# [Listed records]
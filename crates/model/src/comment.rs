use serde::{Deserialize, Serialize};

#[derive(Debug, Clone, Default, Deserialize)]
#[serde(default)]
pub struct CommentResponse {
    #[serde(rename = "commentId")]
    pub comment_id: String,
    #[serde(rename = "postId")]
    pub post_id: String,
    #[serde(rename = "userId")]
    pub user_id: String,
    #[serde(rename = "userName")]
    pub user_name: String,
    #[serde(rename = "userImg")]
    pub user_image_url: String,
    #[serde(rename = "contents")]
    pub content: String,
    #[serde(rename = "createdAt")]
    pub created_at: String,
}

/// A comment on a plan or review.
#[derive(Debug, Clone, Default, PartialEq, Serialize, Deserialize)]
pub struct Comment {
    pub comment_id: String,
    pub post_id: String,
    pub user_id: String,
    pub user_name: String,
    pub user_image_url: String,
    pub content: String,
    pub created_at: String,
}

impl From<CommentResponse> for Comment {
    fn from(response: CommentResponse) -> Self {
        Self {
            comment_id: response.comment_id,
            post_id: response.post_id,
            user_id: response.user_id,
            user_name: response.user_name,
            user_image_url: response.user_image_url,
            content: response.content,
            created_at: response.created_at,
        }
    }
}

# [What you should do]
Write out each record again, keeping every word as it is.

# [Reply to the exercise]
filename crates/model/src/comment.rs
use serde::{Deserialize, Serialize};

#[derive(Debug, Clone, Default, Deserialize)]
#[serde(default)]
pub struct CommentResponse {
    #[serde(rename = "commentId")]
    pub comment_id: String,
    #[serde(rename = "postId")]
    pub post_id: String,
    #[serde(rename = "userId")]
    pub user_id: String,
    #[serde(rename = "userName")]
    pub user_name: String,
    #[serde(rename = "userImg")]
    pub user_image_url: String,
    #[serde(rename = "contents")]
    pub content: String,
    #[serde(rename = "createdAt")]
    pub created_at: String,
}

/// A comment on a plan or review.
#[derive(Debug, Clone, Default, PartialEq, Serialize, Deserialize)]
pub struct Comment {
    pub comment_id: String,
    pub post_id: String,
    pub user_id: String,
    pub user_name: String,
    pub user_image_url: String,
    pub content: String,
    pub created_at: String,
}

impl From<CommentResponse> for Comment {
    fn from(response: CommentResponse) -> Self {
        Self {
            comment_id: response.comment_id,
            post_id: response.post_id,
            user_id: response.user_id,
            user_name: response.user_name,
            user_image_url: response.user_image_url,
            content: response.content,
            created_at: response.created_at,
        }
    }
}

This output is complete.